Record excerpts:
>>>

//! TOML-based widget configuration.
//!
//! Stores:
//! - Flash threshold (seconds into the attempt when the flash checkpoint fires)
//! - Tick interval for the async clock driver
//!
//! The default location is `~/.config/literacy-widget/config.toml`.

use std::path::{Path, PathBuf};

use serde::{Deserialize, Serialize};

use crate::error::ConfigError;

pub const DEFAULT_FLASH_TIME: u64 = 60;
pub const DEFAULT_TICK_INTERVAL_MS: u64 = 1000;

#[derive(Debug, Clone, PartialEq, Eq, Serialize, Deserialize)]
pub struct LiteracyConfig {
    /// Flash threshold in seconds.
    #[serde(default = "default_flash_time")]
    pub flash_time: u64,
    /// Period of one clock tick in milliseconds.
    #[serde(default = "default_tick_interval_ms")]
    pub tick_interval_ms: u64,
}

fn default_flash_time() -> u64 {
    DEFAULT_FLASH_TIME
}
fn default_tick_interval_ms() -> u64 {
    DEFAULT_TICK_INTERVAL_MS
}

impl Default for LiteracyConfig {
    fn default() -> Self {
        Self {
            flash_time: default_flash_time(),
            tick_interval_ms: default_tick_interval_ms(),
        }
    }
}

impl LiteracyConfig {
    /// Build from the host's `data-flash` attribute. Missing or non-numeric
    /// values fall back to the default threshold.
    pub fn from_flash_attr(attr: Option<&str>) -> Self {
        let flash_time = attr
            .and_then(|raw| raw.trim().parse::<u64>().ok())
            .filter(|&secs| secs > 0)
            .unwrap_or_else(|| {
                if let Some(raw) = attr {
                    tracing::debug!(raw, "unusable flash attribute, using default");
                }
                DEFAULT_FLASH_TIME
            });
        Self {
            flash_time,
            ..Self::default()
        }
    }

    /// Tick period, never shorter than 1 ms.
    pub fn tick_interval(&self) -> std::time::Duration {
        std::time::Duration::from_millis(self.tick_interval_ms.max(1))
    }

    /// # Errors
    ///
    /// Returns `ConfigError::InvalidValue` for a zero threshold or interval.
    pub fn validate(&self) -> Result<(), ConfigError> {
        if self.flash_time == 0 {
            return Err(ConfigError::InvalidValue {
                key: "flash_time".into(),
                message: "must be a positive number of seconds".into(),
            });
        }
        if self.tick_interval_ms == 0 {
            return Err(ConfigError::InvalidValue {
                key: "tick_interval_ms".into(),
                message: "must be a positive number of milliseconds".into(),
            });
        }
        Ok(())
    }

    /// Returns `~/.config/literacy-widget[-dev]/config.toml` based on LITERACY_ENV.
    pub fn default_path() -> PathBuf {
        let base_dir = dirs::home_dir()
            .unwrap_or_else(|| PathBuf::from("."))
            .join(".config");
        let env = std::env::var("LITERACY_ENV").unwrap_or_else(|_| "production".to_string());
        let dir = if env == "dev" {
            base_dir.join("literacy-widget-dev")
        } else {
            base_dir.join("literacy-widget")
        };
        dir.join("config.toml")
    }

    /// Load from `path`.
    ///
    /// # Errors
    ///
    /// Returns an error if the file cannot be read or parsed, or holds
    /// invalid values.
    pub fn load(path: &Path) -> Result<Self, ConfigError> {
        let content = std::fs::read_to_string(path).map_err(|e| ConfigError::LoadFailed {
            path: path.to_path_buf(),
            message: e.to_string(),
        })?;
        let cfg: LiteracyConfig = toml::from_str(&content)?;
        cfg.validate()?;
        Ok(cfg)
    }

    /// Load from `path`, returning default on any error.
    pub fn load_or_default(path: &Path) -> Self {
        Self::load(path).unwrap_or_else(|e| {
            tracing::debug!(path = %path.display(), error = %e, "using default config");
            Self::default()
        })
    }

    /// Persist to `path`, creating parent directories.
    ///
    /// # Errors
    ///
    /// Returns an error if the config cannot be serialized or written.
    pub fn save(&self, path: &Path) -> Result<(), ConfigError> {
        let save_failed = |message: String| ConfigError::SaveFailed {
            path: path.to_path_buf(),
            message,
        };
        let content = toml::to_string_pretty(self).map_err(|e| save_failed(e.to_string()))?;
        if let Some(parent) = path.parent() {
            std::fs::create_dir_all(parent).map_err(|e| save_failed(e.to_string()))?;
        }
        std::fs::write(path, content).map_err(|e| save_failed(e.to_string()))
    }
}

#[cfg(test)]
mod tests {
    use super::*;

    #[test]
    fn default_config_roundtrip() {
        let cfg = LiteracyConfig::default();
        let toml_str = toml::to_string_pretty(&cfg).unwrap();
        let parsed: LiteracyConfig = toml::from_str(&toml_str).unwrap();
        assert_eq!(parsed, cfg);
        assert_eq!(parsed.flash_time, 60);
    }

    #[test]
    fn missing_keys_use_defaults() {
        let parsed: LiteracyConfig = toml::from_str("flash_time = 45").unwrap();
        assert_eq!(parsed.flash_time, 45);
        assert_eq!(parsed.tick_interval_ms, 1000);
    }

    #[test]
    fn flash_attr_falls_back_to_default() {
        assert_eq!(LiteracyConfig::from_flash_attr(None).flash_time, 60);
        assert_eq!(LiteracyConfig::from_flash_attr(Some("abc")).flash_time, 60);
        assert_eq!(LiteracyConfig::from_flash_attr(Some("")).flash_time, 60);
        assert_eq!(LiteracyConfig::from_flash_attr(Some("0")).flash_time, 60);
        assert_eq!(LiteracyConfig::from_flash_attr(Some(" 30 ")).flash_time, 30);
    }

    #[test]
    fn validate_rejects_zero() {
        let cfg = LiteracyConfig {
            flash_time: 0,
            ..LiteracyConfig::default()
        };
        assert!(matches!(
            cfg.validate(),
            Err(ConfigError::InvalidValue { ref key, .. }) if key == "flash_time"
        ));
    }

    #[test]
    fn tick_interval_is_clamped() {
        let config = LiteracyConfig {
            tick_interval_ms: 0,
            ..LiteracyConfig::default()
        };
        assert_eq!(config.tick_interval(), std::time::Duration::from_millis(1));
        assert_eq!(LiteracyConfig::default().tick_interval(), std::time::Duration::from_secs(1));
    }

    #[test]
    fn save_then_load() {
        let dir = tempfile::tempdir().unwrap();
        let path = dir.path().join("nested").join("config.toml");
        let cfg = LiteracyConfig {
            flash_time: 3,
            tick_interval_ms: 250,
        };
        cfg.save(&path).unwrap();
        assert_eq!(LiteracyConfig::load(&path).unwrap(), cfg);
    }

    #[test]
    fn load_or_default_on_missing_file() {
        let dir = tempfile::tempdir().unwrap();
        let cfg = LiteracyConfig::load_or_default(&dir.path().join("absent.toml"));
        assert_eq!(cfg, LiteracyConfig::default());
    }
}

<<<

Problem description: Where a line of the entries contains "must", report that line.

Solution to this problem:
                message: "must be a positive number of seconds".into(),
                message: "must be a positive number of milliseconds".into(),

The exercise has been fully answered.